Performance and engagement
In the video Extreme Woman (1987) Iris Rose says that “demonstration involves more than just yelling, and that protest is when I say I don’t agree with this and that”. At the end of her political troubling litany: “the bombing in Vietnam, the terror in Iran, the torture in South Africa” – Rose ends in the same breath: “but remember about double standards”. Some critics would say that the atmosphere of the early performances (60s, 70s, and 80s) with its unique political and social engagement is impossible to be repeated nowadays. But aren’t there always issues and problems to be engaged in if one is attentive enough or chooses to be an active observer of the reality? Maybe the contemporary performance is not any more a relevant form to talk about current problems like backlash of woman’s rights, climate change etc.? Or – from the other side – what form should it take if it has such an ambitious aim? I leave these questions open. Some of the current issues were possible to trace in the works of Irma Optimist. In her artist talk, which was connected with the critical reflection on the condition of the planet and masculinity (interesting combination). She presented – in a bit ironic way – a detailed mathematical proof that the population indicator of the living planet index dropped significantly. Irma’s performance was related with the refugee’s crisis made in the set up of a few objects: Old overhead projector showing the picture of the globe, big blue yarn, roses, and a small blackboard. In the accompanying video with the sea sound at the background, Irma was writing single words at the blackboard and then carefully wiping them off to make a place for the new ones: stowaways, without papers, frozen to death. It was enough to get the message. But of course, politics or engagement doesn’t need to be shown directly – sometimes the subtle messages are less noticeable, but can still be powerful

A Matter – The Drawing, and The Gesture of Drawing

I have already mentioned fight painting; and this focus on painting and drawing was possible to trace in many other elements of the festival program. First of all the festival was documented in the drawing notes made by Irene León and Miguel Panadero, which was a very fresh and interesting idea giving the audience another perspective to look at the things which were just presented. Drawing lines were part of the Hilmar Fredriksen piece (an earlier work reenacted). Alastair MacLennan performed the ritual of parallel black paintings – always created simultaneously; the last symbolic pair created only as a hand gesture left the space for the imagination of the viewer. A drawing gesture in the air could be found also in the performance of Manuel Lopez which focused more on a body and presence – or – as he wrote on the window steam he created from the outside: here and now. Andrea van Gelder (PAS) also created space for the painting with a bit unusual material and rhythm; moving in a peculiar skater costume attempted to paint with the use of whipped cream and a watering pot. Are gestures enough? What about the words?

Language, Letters, Words

In the video, Stockholm art fair – Marilyn (2004) Kjartan Slettemark – the key figure in the PAO Festival 2018 video program, is blessing the audience repeating the same text in various languages as a tour guide. This understanding of a language when the content is less important than the form also appeared in the presented works. Hilmar Fredriksen was showing to the audience different boards with letters and each of them was accompanying with the relevant vocalizations – his performance reminded of the Dada phonetic poems. There was the reverse order as well; in the performance of Ann Noël, it is the letter of the alphabet that sparks off a word, a gesture and an anecdote. Her performance had a very clear structure: she was drawing lots with letters of the alphabet, showing the chosen one to the public, and then either telling a short anecdote, story, joke or presenting a short performance. Her stage presence had something of a magician in it; there were a magic hat, the playing cards, multiple magic objects, and the tricks, the miracles – stories of everyday life experiences subtly relating to the personal stories. And then there was a language in itself – In her artist talk Lisa Tostmann read her notes, questions and reflections on contemporary performance to the audience, in her performance she was silent, almost. And almost is also the key word here.

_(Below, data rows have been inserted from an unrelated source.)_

#[cfg(test)]
mod tests {
    use super::*;
    use gsp_core::config::TimeBasis;
    use std::fs;

    fn scratch_dir(name: &str) -> PathBuf {
        let dir = std::env::temp_dir().join(format!("gsp-cmd-lib-{}-{}", name, std::process::id()));
        let _ = fs::remove_dir_all(&dir);
        fs::create_dir_all(&dir).unwrap();
        dir
    }

    fn exports(dir: &Path) {
        fs::write(
            dir.join("bolney.csv"),
            "time,bolney\n\
             2021-10-31 00:00:00,5\n\
             2021-10-31 00:10:00,-3\n\
             2021-10-31 00:30:00,7\n",
        )
        .unwrap();
        fs::write(
            dir.join("ninfield.csv"),
            "time,ninfield\n\
             2021-03-28 00:00:00,1\n\
             2021-03-28 00:00:00,2\n\
             2021-03-28 00:10:00,3\n",
        )
        .unwrap();
    }

    #[test]
    fn settings_override_config() {
        let settings = Settings {
            frequency: Some("30min".to_string()),
            start: Some("2021-10-30".to_string()),
            time_basis: Some("utc".to_string()),
            negative_values: Some("report".to_string()),
            duplicates: Some("keep_first".to_string()),
            drop_last_row: true,
            workers: Some(3),
            ..Settings::default()
        };
        let config = settings.resolve().unwrap();
        assert_eq!(config.frequency.to_string(), "30min");
        let (start, end) = config.window_bounds();
        // midnight BST on 2021-10-30
        assert_eq!(
            start.map(|ts| format_timestamp(&ts)),
            Some("2021-10-29T23:00:00".to_string())
        );
        assert_eq!(end, None);
        assert_eq!(config.time_basis, TimeBasis::Utc);
        assert_eq!(config.negative_values, NegativeValuePolicy::Report);
        assert_eq!(config.duplicates, DuplicatePolicy::KeepFirst);
        assert!(config.drop_last_row);
        assert_eq!(config.workers, 3);
    }

    #[test]
    fn settings_bounds_use_final_time_basis() {
        let settings = Settings {
            start: Some("2021-07-01T00:00:00+01:00".to_string()),
            end: Some("2021-07-01 12:00".to_string()),
            ..Settings::default()
        };
        let local = settings.resolve().unwrap().window_bounds();
        assert_eq!(
            local.0.map(|ts| format_timestamp(&ts)),
            Some("2021-07-01T00:00:00".to_string())
        );

        let utc = Settings {
            time_basis: Some("utc".to_string()),
            ..settings
        }
        .resolve()
        .unwrap()
        .window_bounds();
        assert_eq!(
            utc.0.map(|ts| format_timestamp(&ts)),
            Some("2021-06-30T23:00:00".to_string())
        );
        assert_eq!(
            utc.1.map(|ts| format_timestamp(&ts)),
            Some("2021-07-01T11:00:00".to_string())
        );
    }

    #[test]
    fn settings_read_toml_then_override() {
        let dir = scratch_dir("settings");
        let path = dir.join("gsp.toml");
        fs::write(&path, "frequency = \"1h\"\ndst_month = 3\n").unwrap();
        let settings = Settings {
            config: Some(path),
            dst_month: Some(10),
            ..Settings::default()
        };
        let config = settings.resolve().unwrap();
        assert_eq!(config.frequency.to_string(), "1h");
        assert_eq!(config.dst_month, 10);
        fs::remove_dir_all(&dir).unwrap();
    }

    #[test]
    fn settings_reject_invalid_values() {
        let bad_window = Settings {
            start: Some("2022-01-02".to_string()),
            end: Some("2022-01-01".to_string()),
            ..Settings::default()
        };
        assert!(bad_window.resolve().is_err());

        let bad_zone = Settings {
            timezone: Some("Mars/Olympus".to_string()),
            ..Settings::default()
        };
        assert!(bad_zone.resolve().is_err());
    }

    #[test]
    fn count_and_check_report_per_site() {
        let dir = scratch_dir("count");
        exports(&dir);
        let config = PipelineConfig::default();

        let counts = count_rows(&dir, &config).unwrap();
        assert_eq!(
            counts,
            vec![("bolney".to_string(), 3), ("ninfield".to_string(), 3)]
        );

        let reports = check_sites(&dir, &config).unwrap();
        assert_eq!(reports[0].negatives.len(), 1);
        assert!(reports[0].anomalous_years.is_empty());
        assert_eq!(reports[1].duplicates, 1);
        assert_eq!(reports[1].anomalous_years, vec![2021]);
        fs::remove_dir_all(&dir).unwrap();
    }

    #[test]
    fn build_writes_once_and_inspects() {
        let dir = scratch_dir("build");
        let input = dir.join("raw");
        fs::create_dir_all(&input).unwrap();
        exports(&input);
        fs::write(
            dir.join("coords.csv"),
            "site_id,latitude,longitude\nbolney,50.99,-0.21\nninfield,,\n",
        )
        .unwrap();
        let output = dir.join("gsp.sqlite");
        let per_site = dir.join("sites");
        let config = PipelineConfig::default();

        let coords = dir.join("coords.csv");
        run_build(
            &input,
            &output,
            Some(per_site.as_path()),
            Some(coords.as_path()),
            &config,
        )
        .unwrap();
        let array = read_dataset(&output).unwrap();
        assert_eq!(array.dim("gsp_id").unwrap().labels, vec!["bolney", "ninfield"]);
        assert_eq!(array.site_coordinates.len(), 1);
        assert!(per_site.join("bolney.sqlite").is_file());
        assert!(per_site.join("ninfield.sqlite").is_file());

        let before = fs::read(&output).unwrap();
        run_build(&input, &output, None, None, &config).unwrap();
        assert_eq!(fs::read(&output).unwrap(), before);

        run_inspect(&output).unwrap();
        fs::remove_dir_all(&dir).unwrap();
    }
}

The Gestures, the Dance and the Body

Tostmann started her performance by attaching two squeaking toy pigs to her feet. As she started to walk the pigs were whistling with every step. She got under one of the horizontal pillars and started to jump. With each jump, she was almost touching – if not almost smashing – her head against the pillar. This paradoxical combination of a funny noise and a risky movement provoked specific attention to her body – head in particular. Was it a deconstruction of contemporary thinking? Or just playing with the attention of the viewer? Emily Promise Allison used in her work two loudspeakers giving specific sounds to which she was responding. Watching Allison’s dance performance I felt like putting together my own story as if it was possible to create the image-narration based on sounds and movement suggestions. Was it a bit similar to the idea of l’audio-vision (Michel Chion)? And there was more from dance movements in the live performances of PAS participants. A kind of Butoh dance appeared in the performance of Gabriela MB with a package of cigarettes. Yağmur Taçar and Daniel Novick made an almost acrobatic combination of close-distant lovers on the roofpillars of the room. There were examples of carefully prepared costume design (Hanne B. Nystrøm appeared in a unique white-box outfit), disturbing set-ups (Marion Horney was playing the Swedish anthem on a piece of meat like on the violin), and quieter personal stories which required attention and silence (Ingrid In der Maur presented an honest personal talk) There were also pieces engaging the public; Yendini Yoo Cappelen asked selected individuals for help to hold her plate with clothespins, which she was attaching to her face.  Coming from this point I would like to pay more attention to the collective or common experience in the performance.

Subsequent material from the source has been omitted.